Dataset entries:
****************************************

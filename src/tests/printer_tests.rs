//! Tests for the IR printer
//!
//! Sections:
//! - Statements
//! - Module syntax
//! - Precedence and parentheses
//! - Literals

use super::*;
use crate::ast::build::*;
use crate::ast::{BinaryOp, Pattern, PatternProp, VarKind};

// =============================================================================
// Statements
// =============================================================================

#[test]
fn test_function_declaration() {
    let stmt = function_decl("fn", &[], vec![ret(num(123.0))]);
    assert_eq!(print_stmts(&[stmt]), "function fn() {\n  return 123;\n}\n");
}

#[test]
fn test_nested_blocks_indent() {
    let stmt = if_stmt(
        ident("a"),
        block(vec![expr_stmt(call(ident("f"), vec![]))]),
        Some(block(vec![throw(new_expr(ident("Error"), vec![str_lit("x")]))])),
    );
    assert_eq!(
        print_stmts(&[stmt]),
        "if (a) {\n  f();\n} else {\n  throw new Error(\"x\");\n}\n"
    );
}

#[test]
fn test_destructuring_declaration() {
    let stmt = Stmt::Var(crate::ast::VarDecl {
        kind: VarKind::Let,
        decls: vec![crate::ast::VarDeclarator {
            binding: Pattern::Object {
                props: vec![
                    PatternProp {
                        key: PropKey::Named("a".to_string()),
                        value: Pattern::Ident("a".to_string()),
                    },
                    PatternProp {
                        key: PropKey::Named("b".to_string()),
                        value: Pattern::Ident("c".to_string()),
                    },
                ],
                rest: Some("rest".to_string()),
            },
            init: Some(ident("obj")),
        }],
    });
    assert_eq!(print_stmts(&[stmt]), "let { a, b: c, ...rest } = obj;\n");
}

#[test]
fn test_try_catch_without_param() {
    let stmt = Stmt::Try {
        block: vec![expr_stmt(call(ident("f"), vec![]))],
        param: None,
        handler: Some(vec![]),
        finalizer: None,
    };
    assert_eq!(print_stmts(&[stmt]), "try {\n  f();\n} catch {}\n");
}

#[test]
fn test_erased_statements_print_nothing() {
    assert_eq!(print_stmts(&[Stmt::TypeOnly, Stmt::Empty]), "");
}

// =============================================================================
// Module syntax
// =============================================================================

#[test]
fn test_import_forms() {
    assert_eq!(print_stmts(&[import_bare("x")]), "import \"x\";\n");
    assert_eq!(
        print_stmts(&[import_named("x", &[("a", "a"), ("default", "b")])]),
        "import { a, default as b } from \"x\";\n"
    );
    assert_eq!(
        print_stmts(&[import_star("x", "ns")]),
        "import * as ns from \"x\";\n"
    );
}

#[test]
fn test_export_forms() {
    assert_eq!(
        print_stmts(&[export_named(&[("a", "a"), ("b", "default")])]),
        "export { a, b as default };\n"
    );
    assert_eq!(print_stmts(&[export_named(&[])]), "export {};\n");
    assert_eq!(print_stmts(&[export_all("./a")]), "export * from \"./a\";\n");
    assert_eq!(
        print_stmts(&[export_all_as("./a", "ns")]),
        "export * as ns from \"./a\";\n"
    );
    assert_eq!(
        print_stmts(&[export_const("x", num(1.0))]),
        "export const x = 1;\n"
    );
}

// =============================================================================
// Precedence and parentheses
// =============================================================================

#[test]
fn test_binary_precedence() {
    let sum_times = binary(
        BinaryOp::Mul,
        binary(BinaryOp::Add, ident("a"), ident("b")),
        ident("c"),
    );
    assert_eq!(print_expr(&sum_times), "(a + b) * c");

    let left_assoc = binary(
        BinaryOp::Sub,
        ident("a"),
        binary(BinaryOp::Sub, ident("b"), ident("c")),
    );
    assert_eq!(print_expr(&left_assoc), "a - (b - c)");

    let power = binary(
        BinaryOp::Exp,
        ident("a"),
        binary(BinaryOp::Exp, ident("b"), ident("c")),
    );
    assert_eq!(print_expr(&power), "a ** b ** c");
}

#[test]
fn test_nullish_never_mixes_with_logical_operators() {
    let expr = binary(
        BinaryOp::Nullish,
        binary(BinaryOp::Or, ident("a"), ident("b")),
        ident("c"),
    );
    assert_eq!(print_expr(&expr), "(a || b) ?? c");
}

#[test]
fn test_statement_cannot_start_with_function_or_object() {
    let iife = call(function_expr(None, &[], vec![]), vec![]);
    assert_eq!(print_stmts(&[expr_stmt(iife)]), "(function() {}());\n");

    let object_member = member(object(vec![("a", num(1.0))]), "a");
    assert_eq!(print_stmts(&[expr_stmt(object_member)]), "({ a: 1 }.a);\n");
}

#[test]
fn test_arrow_bodies() {
    assert_eq!(print_expr(&arrow(&["a"], ident("a"))), "(a) => a");
    assert_eq!(print_expr(&arrow(&[], object(vec![]))), "() => ({})");
    assert_eq!(
        print_expr(&call(arrow(&[], ident("x")), vec![])),
        "(() => x)()"
    );
}

#[test]
fn test_pure_annotation_is_kept() {
    let expr = pure_call(ident("f"), vec![num(1.0)]);
    assert_eq!(print_expr(&expr), "/* @__PURE__ */ f(1)");
}

#[test]
fn test_unary_signs_do_not_fuse() {
    let expr = unary(UnaryOp::Minus, unary(UnaryOp::Minus, ident("x")));
    assert_eq!(print_expr(&expr), "- -x");
    assert_eq!(print_expr(&unary(UnaryOp::Not, ident("x"))), "!x");
    assert_eq!(print_expr(&unary(UnaryOp::Typeof, ident("x"))), "typeof x");
}

#[test]
fn test_new_with_call_callee() {
    let expr = new_expr(call(ident("f"), vec![]), vec![]);
    assert_eq!(print_expr(&expr), "new (f())()");
}

// =============================================================================
// Literals
// =============================================================================

#[test]
fn test_numbers() {
    assert_eq!(format_number(123.0), "123");
    assert_eq!(format_number(0.5), "0.5");
    assert_eq!(format_number(-0.0), "-0");
    assert_eq!(format_number(f64::NAN), "NaN");
    assert_eq!(print_expr(&member(num(1.0), "toFixed")), "(1).toFixed");
}

#[test]
fn test_strings_are_escaped() {
    assert_eq!(quote_string("a\"b\\c\n"), "\"a\\\"b\\\\c\\n\"");
    assert_eq!(quote_string("\u{1}"), "\"\\x01\"");
}

#[test]
fn test_objects() {
    let short = object(vec![("a", num(1.0)), ("b", ident("b"))]);
    assert_eq!(print_expr(&short), "{ a: 1, b }");

    let with_arrows = object(vec![("a", arrow(&[], ident("a")))]);
    assert_eq!(print_expr(&with_arrows), "{\n  a: () => a\n}");

    let quoted = object(vec![("my-key", num(1.0)), ("default", num(2.0))]);
    assert_eq!(print_expr(&quoted), "{ \"my-key\": 1, default: 2 }");

    let method = object(vec![("run", function_expr(None, &[], vec![]))]);
    assert_eq!(print_expr(&method), "{\n  run() {}\n}");
}

#[test]
fn test_undefined_prints_as_void_zero() {
    assert_eq!(print_expr(&Expr::Undefined), "void 0");
    assert_eq!(print_expr(&member(Expr::Undefined, "x")), "(void 0).x");
}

****************************************

About this exercise: Each line holding "BinaryOp" in the records should be copied out.

Response below:
use crate::ast::{BinaryOp, Pattern, PatternProp, VarKind};
        BinaryOp::Mul,
        binary(BinaryOp::Add, ident("a"), ident("b")),
        BinaryOp::Sub,
        binary(BinaryOp::Sub, ident("b"), ident("c")),
        BinaryOp::Exp,
        binary(BinaryOp::Exp, ident("b"), ident("c")),
        BinaryOp::Nullish,
        binary(BinaryOp::Or, ident("a"), ident("b")),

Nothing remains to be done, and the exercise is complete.